Saved data entries:
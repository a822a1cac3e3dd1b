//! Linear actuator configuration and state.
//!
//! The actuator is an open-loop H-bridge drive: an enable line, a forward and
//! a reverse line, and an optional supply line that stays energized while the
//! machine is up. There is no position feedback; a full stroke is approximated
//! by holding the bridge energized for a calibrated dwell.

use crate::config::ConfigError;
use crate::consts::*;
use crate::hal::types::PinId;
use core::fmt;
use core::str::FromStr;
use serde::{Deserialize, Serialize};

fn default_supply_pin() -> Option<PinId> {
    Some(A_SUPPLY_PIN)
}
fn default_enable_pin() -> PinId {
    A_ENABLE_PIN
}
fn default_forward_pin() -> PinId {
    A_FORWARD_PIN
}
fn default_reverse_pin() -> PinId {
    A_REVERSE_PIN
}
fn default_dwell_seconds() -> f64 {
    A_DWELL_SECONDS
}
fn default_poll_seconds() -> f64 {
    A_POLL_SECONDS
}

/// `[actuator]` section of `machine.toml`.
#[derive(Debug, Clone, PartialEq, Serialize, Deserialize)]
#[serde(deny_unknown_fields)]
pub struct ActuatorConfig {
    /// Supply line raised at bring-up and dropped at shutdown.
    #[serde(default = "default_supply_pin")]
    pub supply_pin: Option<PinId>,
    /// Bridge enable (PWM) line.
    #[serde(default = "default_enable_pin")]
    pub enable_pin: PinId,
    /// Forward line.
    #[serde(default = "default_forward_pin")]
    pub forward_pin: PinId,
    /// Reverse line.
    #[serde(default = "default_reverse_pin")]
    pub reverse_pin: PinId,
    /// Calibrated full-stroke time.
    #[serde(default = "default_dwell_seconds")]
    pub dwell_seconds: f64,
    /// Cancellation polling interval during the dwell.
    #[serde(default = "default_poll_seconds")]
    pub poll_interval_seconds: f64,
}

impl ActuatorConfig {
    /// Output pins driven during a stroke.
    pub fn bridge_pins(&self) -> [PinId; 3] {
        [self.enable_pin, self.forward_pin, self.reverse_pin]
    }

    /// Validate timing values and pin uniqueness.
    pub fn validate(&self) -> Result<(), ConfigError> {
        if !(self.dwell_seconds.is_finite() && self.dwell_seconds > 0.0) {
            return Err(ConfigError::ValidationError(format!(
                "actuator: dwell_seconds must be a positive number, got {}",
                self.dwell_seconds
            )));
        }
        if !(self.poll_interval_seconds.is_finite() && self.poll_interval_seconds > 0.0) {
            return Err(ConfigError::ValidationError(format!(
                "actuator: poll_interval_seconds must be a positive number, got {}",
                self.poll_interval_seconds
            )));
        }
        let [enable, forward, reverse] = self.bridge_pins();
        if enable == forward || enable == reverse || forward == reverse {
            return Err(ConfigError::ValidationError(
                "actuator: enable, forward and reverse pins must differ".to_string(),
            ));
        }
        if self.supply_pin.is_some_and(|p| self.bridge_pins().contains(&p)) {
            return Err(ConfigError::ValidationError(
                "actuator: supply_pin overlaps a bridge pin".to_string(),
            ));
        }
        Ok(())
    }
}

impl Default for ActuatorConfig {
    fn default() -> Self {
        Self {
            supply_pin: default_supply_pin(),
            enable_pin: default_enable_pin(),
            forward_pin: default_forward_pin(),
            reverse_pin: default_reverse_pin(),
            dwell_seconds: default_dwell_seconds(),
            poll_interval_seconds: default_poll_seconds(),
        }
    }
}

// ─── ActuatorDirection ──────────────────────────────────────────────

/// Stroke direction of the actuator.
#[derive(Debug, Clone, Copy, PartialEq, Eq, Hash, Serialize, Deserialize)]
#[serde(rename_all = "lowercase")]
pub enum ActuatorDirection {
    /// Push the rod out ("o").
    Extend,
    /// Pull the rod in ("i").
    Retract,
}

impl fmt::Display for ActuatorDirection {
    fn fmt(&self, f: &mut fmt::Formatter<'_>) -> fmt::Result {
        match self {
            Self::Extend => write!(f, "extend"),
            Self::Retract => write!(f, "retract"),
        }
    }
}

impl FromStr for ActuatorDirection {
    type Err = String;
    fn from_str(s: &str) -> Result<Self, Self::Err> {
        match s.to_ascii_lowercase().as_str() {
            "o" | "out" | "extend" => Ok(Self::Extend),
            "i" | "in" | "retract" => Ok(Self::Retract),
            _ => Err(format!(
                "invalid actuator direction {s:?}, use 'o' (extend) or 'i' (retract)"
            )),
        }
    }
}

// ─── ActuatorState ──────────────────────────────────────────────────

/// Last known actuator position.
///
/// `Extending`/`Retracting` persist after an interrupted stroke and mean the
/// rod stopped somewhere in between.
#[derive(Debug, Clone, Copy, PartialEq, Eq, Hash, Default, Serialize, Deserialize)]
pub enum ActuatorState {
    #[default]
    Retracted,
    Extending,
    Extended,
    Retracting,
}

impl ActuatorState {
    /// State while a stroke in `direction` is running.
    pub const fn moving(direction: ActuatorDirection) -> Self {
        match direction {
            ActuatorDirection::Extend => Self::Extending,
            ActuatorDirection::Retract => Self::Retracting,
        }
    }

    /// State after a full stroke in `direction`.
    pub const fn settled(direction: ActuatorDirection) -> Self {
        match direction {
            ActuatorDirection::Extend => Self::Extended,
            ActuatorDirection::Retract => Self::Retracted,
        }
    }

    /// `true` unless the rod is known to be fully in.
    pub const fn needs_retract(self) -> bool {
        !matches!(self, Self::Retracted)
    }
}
---
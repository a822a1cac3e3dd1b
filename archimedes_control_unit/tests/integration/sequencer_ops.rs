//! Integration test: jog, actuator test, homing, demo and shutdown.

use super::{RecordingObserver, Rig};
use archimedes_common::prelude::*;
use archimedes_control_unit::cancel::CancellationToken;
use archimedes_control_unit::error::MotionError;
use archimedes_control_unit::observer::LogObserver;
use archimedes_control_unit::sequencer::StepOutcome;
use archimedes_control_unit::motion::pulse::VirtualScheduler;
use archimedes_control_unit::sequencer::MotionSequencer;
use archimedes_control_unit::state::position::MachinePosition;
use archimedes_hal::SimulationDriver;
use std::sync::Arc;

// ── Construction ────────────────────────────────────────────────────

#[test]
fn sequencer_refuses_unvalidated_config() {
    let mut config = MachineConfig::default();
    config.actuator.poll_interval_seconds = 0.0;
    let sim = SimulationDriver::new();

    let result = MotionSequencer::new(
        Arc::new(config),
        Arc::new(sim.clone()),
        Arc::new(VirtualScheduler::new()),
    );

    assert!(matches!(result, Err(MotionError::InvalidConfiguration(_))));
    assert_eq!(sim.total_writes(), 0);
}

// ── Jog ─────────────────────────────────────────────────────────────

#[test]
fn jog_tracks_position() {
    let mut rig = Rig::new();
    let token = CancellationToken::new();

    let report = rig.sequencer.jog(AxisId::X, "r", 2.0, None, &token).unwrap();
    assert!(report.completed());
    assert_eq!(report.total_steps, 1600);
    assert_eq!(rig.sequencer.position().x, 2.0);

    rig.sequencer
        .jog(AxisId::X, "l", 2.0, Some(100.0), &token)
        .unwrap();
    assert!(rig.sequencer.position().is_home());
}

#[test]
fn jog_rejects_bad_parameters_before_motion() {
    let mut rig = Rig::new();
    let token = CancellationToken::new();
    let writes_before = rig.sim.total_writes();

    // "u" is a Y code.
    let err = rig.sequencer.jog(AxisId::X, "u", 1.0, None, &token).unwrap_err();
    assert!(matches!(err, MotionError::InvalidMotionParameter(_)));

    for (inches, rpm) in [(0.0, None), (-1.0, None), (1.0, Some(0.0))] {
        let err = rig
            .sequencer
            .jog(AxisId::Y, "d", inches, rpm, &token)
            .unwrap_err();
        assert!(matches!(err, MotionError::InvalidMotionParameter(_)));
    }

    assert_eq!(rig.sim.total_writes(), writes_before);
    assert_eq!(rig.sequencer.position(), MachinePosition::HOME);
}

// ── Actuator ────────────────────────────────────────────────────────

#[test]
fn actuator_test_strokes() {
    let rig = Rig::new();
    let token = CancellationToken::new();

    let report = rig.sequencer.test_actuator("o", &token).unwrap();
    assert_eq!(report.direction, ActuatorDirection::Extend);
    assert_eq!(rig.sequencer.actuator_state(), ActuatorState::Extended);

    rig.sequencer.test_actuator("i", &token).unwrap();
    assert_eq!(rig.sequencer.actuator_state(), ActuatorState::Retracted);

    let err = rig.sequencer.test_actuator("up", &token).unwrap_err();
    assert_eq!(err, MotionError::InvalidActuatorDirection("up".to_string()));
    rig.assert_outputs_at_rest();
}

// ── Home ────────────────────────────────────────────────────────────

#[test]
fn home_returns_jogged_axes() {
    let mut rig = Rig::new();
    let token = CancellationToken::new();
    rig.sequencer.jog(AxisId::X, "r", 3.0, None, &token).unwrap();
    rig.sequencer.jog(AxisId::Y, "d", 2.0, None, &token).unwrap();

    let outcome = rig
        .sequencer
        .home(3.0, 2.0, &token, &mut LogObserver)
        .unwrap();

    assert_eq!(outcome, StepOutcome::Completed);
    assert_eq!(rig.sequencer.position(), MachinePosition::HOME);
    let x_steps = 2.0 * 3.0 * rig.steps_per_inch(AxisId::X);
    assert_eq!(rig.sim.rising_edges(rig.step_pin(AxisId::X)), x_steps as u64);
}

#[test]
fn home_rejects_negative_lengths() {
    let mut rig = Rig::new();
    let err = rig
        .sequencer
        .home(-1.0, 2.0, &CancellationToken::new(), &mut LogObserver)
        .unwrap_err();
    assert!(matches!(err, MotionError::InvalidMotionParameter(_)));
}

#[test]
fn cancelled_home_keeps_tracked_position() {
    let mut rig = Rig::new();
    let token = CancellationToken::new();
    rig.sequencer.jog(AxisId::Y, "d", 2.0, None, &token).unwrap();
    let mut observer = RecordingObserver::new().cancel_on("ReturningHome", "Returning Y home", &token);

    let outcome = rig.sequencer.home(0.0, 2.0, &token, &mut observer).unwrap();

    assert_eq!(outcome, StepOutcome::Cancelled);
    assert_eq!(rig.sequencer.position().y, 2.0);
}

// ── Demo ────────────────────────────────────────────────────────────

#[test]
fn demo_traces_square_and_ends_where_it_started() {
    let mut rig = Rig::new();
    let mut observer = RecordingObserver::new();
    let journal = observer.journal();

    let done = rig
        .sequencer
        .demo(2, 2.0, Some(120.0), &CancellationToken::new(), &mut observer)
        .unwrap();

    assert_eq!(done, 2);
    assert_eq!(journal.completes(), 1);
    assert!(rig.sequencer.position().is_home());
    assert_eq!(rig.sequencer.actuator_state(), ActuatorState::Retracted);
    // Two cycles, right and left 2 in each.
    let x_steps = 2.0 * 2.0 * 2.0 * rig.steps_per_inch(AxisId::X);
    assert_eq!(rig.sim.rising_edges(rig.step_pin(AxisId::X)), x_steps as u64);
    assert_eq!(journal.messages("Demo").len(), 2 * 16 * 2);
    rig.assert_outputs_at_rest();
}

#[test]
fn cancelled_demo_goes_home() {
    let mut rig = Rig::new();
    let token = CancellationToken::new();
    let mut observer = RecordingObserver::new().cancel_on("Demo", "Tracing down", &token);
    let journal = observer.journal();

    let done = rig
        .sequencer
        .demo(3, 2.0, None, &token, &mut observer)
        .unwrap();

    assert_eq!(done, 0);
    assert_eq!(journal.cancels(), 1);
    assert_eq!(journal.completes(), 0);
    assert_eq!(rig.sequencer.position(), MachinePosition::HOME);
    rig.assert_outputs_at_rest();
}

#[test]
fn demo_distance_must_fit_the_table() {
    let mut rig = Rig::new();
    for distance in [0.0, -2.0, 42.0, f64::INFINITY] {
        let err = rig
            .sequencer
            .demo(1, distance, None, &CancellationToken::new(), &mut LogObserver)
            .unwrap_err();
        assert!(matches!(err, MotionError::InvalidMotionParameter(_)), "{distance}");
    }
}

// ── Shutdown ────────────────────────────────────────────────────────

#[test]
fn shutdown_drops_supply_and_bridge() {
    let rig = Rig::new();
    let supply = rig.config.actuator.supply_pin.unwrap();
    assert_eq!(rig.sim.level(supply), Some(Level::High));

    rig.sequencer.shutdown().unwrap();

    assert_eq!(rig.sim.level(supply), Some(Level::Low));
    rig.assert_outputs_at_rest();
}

• TASK STATEMENT:
Scan the lines above for the word "derive", then copy each line that has it.

• RESULT OF THIS TASK:
#[derive(Debug, Clone, PartialEq, Serialize, Deserialize)]
#[derive(Debug, Clone, Copy, PartialEq, Eq, Hash, Serialize, Deserialize)]
#[derive(Debug, Clone, Copy, PartialEq, Eq, Hash, Default, Serialize, Deserialize)]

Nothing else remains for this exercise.